**Problem**: If a line in the data holds "async", copy that line out in full.

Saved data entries
****

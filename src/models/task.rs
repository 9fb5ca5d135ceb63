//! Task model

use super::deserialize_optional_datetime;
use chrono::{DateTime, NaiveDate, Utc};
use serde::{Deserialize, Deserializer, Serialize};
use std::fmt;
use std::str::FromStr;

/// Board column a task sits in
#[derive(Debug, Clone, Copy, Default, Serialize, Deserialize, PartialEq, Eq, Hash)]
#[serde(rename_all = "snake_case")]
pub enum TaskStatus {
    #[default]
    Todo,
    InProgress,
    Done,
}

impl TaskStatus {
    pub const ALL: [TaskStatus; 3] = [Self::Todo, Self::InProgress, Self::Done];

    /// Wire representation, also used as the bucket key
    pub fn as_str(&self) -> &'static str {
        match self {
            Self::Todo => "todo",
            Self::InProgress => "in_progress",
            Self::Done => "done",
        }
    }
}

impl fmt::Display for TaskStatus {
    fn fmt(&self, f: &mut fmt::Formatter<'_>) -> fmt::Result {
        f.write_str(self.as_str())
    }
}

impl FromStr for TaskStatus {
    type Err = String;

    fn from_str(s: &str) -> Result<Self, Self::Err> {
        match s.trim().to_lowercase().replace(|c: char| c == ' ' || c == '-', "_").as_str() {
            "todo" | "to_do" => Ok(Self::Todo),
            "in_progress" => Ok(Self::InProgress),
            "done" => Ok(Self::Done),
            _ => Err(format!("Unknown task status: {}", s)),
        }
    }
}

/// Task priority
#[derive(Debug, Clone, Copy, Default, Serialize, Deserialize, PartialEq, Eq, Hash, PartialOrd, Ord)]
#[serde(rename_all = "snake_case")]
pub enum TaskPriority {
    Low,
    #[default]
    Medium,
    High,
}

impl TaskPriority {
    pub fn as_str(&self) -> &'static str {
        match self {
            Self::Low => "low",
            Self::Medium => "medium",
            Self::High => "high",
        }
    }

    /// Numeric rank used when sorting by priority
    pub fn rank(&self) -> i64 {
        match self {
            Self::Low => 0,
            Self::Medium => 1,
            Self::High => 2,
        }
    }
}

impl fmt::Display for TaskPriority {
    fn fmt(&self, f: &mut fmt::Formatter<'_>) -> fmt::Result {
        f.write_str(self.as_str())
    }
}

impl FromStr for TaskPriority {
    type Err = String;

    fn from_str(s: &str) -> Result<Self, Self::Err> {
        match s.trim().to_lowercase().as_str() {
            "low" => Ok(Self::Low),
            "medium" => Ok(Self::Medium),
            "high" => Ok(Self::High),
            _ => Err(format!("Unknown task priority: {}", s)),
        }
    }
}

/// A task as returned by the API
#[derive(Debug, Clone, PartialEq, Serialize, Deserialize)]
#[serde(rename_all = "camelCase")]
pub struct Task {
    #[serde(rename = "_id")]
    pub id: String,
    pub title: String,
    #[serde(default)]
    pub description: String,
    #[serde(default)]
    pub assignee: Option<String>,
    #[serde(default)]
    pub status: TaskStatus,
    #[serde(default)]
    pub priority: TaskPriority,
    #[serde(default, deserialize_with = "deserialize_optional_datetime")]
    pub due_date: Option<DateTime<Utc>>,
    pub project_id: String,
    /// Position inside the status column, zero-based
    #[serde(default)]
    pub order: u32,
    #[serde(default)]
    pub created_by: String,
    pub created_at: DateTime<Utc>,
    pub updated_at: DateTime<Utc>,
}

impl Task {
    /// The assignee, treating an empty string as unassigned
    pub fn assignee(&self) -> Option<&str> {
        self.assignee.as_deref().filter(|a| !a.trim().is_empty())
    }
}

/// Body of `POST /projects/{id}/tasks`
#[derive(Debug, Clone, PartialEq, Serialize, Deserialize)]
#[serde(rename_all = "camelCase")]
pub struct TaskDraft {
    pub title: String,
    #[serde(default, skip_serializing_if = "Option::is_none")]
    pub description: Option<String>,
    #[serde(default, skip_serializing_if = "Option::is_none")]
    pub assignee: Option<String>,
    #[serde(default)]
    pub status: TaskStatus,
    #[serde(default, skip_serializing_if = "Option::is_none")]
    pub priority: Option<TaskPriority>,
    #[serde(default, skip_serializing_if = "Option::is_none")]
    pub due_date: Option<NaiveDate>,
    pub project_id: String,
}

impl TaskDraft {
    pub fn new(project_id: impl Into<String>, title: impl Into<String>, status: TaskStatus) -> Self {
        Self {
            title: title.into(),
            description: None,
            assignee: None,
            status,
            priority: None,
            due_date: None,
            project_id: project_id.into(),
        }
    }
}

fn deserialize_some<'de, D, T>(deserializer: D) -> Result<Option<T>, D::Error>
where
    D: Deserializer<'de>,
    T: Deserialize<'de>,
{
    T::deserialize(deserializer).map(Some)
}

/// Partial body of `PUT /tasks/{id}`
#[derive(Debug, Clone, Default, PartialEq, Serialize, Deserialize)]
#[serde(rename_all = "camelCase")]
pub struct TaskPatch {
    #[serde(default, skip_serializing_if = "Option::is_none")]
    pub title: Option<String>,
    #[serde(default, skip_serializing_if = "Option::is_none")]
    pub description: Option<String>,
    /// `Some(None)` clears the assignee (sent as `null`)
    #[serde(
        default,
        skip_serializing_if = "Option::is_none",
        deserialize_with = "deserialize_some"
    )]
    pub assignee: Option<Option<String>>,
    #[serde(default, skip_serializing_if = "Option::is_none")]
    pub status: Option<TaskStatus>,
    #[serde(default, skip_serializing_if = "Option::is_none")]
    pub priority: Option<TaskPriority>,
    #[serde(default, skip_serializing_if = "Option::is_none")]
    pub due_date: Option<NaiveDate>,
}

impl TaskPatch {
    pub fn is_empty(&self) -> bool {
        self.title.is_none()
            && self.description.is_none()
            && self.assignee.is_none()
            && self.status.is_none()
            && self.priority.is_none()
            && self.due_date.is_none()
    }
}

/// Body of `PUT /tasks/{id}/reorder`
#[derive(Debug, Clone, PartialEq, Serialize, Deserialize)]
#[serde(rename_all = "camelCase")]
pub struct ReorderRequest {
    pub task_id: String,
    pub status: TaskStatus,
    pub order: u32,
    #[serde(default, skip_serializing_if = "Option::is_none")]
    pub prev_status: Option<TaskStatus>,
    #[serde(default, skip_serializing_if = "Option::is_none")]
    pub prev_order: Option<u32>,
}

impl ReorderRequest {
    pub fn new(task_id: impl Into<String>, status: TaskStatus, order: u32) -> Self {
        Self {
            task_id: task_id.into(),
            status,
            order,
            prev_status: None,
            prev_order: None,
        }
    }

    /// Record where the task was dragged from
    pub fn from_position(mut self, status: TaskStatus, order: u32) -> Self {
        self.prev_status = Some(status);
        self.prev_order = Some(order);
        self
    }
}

****

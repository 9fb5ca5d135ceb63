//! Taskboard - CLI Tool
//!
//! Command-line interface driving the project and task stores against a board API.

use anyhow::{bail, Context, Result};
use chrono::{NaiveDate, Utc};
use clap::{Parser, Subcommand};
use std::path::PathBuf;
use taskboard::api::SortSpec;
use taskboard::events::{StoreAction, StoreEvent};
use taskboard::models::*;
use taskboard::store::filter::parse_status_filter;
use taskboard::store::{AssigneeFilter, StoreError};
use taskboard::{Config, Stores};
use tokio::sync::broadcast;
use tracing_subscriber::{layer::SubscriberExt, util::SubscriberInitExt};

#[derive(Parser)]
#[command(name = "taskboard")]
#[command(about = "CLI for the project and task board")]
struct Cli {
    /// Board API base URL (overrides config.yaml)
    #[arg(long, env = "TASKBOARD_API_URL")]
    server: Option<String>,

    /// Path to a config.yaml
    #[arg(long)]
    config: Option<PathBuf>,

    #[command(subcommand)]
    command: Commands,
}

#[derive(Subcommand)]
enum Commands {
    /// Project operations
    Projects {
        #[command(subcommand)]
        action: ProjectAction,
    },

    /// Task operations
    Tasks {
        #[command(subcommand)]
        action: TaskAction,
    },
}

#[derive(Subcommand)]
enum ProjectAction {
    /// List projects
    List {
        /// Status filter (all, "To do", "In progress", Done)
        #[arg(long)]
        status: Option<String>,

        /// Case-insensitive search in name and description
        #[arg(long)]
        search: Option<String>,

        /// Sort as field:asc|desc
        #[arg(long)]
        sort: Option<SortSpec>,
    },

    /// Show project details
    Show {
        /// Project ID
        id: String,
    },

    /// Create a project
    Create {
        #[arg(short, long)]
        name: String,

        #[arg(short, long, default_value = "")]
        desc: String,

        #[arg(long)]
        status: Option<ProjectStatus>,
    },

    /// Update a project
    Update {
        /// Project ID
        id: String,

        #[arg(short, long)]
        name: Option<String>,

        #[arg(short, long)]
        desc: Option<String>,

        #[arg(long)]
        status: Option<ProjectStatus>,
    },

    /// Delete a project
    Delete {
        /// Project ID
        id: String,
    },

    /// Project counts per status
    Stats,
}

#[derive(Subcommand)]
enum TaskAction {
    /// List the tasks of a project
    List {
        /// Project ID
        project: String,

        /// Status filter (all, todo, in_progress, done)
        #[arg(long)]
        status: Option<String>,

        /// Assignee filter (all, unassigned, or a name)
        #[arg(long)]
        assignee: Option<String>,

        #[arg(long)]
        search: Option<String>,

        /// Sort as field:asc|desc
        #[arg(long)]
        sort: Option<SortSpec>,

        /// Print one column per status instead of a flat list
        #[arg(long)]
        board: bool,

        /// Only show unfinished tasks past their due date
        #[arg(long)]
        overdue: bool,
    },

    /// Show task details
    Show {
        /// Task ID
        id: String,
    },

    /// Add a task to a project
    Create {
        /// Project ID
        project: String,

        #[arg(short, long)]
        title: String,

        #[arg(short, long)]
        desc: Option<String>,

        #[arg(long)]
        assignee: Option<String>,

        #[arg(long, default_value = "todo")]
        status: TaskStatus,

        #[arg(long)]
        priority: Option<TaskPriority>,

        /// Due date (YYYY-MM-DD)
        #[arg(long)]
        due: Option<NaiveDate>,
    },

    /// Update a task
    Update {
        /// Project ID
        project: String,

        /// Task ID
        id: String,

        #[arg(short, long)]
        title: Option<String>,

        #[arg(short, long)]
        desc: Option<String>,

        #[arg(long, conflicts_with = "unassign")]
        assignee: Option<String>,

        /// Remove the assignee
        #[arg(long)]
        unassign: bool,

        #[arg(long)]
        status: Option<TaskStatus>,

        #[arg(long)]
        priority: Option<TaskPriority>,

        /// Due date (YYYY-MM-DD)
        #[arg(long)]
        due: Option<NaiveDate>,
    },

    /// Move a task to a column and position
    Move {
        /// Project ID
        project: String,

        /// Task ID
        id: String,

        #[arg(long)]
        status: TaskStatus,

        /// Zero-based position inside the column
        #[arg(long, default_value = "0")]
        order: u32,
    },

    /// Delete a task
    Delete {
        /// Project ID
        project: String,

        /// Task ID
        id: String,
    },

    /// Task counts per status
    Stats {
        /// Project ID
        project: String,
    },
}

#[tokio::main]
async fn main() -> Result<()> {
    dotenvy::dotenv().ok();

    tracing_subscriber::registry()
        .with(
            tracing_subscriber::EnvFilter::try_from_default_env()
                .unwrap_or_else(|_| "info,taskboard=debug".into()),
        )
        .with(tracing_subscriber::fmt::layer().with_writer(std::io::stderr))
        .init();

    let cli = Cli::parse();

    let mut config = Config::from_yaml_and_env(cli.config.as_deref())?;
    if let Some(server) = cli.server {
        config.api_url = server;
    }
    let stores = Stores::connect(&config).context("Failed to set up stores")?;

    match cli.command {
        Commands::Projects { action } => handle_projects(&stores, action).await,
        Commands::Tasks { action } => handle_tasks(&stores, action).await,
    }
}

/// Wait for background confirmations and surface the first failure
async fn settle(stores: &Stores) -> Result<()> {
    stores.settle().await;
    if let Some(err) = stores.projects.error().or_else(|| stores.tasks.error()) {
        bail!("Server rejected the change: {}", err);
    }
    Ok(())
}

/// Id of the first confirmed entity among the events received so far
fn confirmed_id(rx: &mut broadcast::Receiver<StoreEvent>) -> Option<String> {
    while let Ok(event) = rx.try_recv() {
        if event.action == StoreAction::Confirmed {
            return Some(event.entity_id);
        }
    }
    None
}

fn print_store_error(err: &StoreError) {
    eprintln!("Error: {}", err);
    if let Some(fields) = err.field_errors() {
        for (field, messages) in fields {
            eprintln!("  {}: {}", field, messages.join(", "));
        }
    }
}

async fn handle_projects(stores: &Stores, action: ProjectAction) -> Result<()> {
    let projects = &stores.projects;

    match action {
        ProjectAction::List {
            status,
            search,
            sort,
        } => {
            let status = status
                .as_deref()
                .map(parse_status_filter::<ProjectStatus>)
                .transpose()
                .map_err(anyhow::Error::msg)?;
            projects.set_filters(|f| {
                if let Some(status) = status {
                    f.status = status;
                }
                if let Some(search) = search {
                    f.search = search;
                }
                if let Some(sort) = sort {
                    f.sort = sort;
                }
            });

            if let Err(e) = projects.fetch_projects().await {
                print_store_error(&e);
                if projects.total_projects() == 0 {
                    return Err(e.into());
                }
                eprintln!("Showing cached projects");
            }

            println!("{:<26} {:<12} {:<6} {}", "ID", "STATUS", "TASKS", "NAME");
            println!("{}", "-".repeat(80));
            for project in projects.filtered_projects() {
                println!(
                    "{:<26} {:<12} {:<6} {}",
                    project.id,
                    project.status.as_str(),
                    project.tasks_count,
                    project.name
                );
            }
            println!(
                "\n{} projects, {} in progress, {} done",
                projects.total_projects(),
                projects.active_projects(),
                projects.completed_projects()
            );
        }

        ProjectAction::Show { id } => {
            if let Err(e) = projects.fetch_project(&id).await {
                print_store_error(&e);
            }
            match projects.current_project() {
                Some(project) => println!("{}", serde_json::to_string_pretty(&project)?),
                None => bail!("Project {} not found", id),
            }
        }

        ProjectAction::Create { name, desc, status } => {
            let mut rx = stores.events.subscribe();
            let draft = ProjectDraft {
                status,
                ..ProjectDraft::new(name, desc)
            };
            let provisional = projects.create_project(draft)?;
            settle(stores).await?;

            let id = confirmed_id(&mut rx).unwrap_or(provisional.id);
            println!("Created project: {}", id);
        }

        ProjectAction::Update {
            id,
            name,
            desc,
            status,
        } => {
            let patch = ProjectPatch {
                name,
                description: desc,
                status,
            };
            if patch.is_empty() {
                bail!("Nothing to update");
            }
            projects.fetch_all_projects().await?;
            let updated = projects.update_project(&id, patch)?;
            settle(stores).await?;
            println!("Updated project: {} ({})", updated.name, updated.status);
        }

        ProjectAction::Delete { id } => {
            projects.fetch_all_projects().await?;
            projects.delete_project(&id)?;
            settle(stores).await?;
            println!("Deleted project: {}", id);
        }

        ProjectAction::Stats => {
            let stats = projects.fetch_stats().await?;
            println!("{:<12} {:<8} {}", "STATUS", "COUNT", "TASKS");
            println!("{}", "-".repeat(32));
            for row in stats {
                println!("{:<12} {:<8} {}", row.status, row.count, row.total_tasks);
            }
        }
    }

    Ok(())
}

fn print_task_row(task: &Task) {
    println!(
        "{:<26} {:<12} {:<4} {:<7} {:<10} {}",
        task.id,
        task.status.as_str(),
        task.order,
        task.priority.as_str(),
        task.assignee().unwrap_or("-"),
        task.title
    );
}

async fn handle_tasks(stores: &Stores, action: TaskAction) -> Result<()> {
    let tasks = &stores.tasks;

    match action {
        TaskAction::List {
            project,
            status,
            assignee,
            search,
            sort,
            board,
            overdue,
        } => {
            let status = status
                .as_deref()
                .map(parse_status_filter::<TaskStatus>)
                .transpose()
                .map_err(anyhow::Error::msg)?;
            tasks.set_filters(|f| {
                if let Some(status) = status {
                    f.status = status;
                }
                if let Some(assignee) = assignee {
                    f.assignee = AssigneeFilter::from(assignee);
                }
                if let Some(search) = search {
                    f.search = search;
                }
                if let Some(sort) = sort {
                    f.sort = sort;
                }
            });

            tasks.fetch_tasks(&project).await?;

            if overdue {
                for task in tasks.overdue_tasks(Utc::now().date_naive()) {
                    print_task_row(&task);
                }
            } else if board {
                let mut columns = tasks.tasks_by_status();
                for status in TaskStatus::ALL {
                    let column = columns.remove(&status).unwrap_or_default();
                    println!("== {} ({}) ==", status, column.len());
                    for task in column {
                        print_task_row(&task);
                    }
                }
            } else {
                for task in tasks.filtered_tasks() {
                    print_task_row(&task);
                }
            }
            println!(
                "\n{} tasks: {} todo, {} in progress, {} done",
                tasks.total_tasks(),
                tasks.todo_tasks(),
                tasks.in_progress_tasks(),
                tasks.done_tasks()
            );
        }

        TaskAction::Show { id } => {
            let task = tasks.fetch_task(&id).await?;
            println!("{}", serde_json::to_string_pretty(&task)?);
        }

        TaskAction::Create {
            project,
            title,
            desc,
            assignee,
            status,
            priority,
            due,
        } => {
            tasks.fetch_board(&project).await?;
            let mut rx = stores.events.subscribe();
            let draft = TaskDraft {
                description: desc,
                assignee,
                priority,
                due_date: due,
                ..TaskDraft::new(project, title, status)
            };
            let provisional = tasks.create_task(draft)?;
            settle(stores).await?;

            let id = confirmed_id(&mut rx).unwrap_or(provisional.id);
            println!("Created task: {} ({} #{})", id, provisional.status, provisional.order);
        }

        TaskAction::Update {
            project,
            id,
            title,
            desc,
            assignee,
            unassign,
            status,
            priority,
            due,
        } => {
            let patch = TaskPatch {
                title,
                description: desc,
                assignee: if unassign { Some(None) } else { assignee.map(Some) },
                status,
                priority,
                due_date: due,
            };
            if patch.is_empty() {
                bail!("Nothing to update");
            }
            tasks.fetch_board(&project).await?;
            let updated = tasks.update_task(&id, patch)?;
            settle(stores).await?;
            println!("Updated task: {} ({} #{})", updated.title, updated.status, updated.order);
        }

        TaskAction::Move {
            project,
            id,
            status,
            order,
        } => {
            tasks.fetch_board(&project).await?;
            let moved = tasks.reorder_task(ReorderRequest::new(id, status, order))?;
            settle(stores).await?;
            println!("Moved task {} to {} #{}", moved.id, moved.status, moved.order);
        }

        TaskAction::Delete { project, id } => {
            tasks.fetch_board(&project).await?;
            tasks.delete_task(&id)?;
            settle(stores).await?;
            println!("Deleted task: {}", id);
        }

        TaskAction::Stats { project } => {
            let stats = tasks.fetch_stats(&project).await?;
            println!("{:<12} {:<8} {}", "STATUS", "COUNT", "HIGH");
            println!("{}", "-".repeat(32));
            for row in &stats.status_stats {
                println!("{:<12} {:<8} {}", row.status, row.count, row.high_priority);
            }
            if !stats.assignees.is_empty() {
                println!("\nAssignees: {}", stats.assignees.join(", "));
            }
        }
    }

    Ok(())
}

****

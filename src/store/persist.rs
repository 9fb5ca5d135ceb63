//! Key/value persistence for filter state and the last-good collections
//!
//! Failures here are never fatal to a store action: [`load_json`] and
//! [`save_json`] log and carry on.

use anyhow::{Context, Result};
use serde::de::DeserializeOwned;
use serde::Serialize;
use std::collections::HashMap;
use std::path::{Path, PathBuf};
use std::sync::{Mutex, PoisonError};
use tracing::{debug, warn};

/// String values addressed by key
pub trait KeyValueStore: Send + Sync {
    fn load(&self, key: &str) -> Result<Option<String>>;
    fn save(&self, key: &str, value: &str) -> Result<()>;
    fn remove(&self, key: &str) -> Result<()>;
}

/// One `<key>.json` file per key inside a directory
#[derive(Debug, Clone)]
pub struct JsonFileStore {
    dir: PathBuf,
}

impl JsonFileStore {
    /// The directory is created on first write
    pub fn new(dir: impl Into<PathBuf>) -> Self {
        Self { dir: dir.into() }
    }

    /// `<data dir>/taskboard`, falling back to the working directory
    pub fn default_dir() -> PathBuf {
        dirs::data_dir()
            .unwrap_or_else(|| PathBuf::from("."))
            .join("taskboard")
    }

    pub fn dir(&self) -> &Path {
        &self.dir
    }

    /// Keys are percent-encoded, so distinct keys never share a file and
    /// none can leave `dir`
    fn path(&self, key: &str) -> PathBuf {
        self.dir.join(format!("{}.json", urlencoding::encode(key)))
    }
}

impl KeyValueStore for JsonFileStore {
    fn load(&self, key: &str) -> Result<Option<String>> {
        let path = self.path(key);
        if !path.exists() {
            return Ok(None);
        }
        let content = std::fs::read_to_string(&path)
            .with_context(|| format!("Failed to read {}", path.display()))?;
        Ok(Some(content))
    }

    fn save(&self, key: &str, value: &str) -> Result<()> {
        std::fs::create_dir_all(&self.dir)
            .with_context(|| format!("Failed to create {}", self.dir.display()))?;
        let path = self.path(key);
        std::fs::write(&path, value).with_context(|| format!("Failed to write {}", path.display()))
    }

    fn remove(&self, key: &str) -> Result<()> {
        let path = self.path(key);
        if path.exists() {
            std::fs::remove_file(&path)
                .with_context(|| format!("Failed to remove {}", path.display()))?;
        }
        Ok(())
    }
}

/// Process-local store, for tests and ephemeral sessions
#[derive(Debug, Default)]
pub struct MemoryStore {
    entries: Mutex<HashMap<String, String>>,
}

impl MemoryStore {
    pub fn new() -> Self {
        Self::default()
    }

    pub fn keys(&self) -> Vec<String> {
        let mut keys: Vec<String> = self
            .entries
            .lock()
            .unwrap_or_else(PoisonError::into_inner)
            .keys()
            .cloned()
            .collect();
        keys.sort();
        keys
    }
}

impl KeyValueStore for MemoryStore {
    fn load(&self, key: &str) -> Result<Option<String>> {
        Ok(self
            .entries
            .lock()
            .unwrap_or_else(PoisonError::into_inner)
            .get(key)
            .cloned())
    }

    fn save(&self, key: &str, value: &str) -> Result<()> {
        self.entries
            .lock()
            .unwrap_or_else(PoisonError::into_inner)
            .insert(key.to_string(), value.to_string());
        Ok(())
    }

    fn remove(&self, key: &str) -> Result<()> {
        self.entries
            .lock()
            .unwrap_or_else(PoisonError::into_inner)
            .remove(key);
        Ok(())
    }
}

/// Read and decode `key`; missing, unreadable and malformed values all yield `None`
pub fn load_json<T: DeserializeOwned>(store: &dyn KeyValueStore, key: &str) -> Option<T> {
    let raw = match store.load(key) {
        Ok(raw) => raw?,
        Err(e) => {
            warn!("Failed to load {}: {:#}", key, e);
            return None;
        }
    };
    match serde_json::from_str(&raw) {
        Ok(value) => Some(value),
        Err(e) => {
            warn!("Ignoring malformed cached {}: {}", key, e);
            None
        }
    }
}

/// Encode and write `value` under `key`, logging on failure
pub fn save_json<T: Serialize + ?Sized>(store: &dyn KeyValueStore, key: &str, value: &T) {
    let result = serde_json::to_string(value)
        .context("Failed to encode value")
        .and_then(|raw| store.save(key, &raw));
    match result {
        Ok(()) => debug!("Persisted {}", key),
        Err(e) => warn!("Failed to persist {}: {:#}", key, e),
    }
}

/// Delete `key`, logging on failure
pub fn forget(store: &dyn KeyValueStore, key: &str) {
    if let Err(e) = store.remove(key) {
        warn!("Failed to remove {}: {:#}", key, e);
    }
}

****

**Task answer**:
async fn main() -> Result<()> {
async fn settle(stores: &Stores) -> Result<()> {
async fn handle_projects(stores: &Stores, action: ProjectAction) -> Result<()> {
async fn handle_tasks(stores: &Stores, action: TaskAction) -> Result<()> {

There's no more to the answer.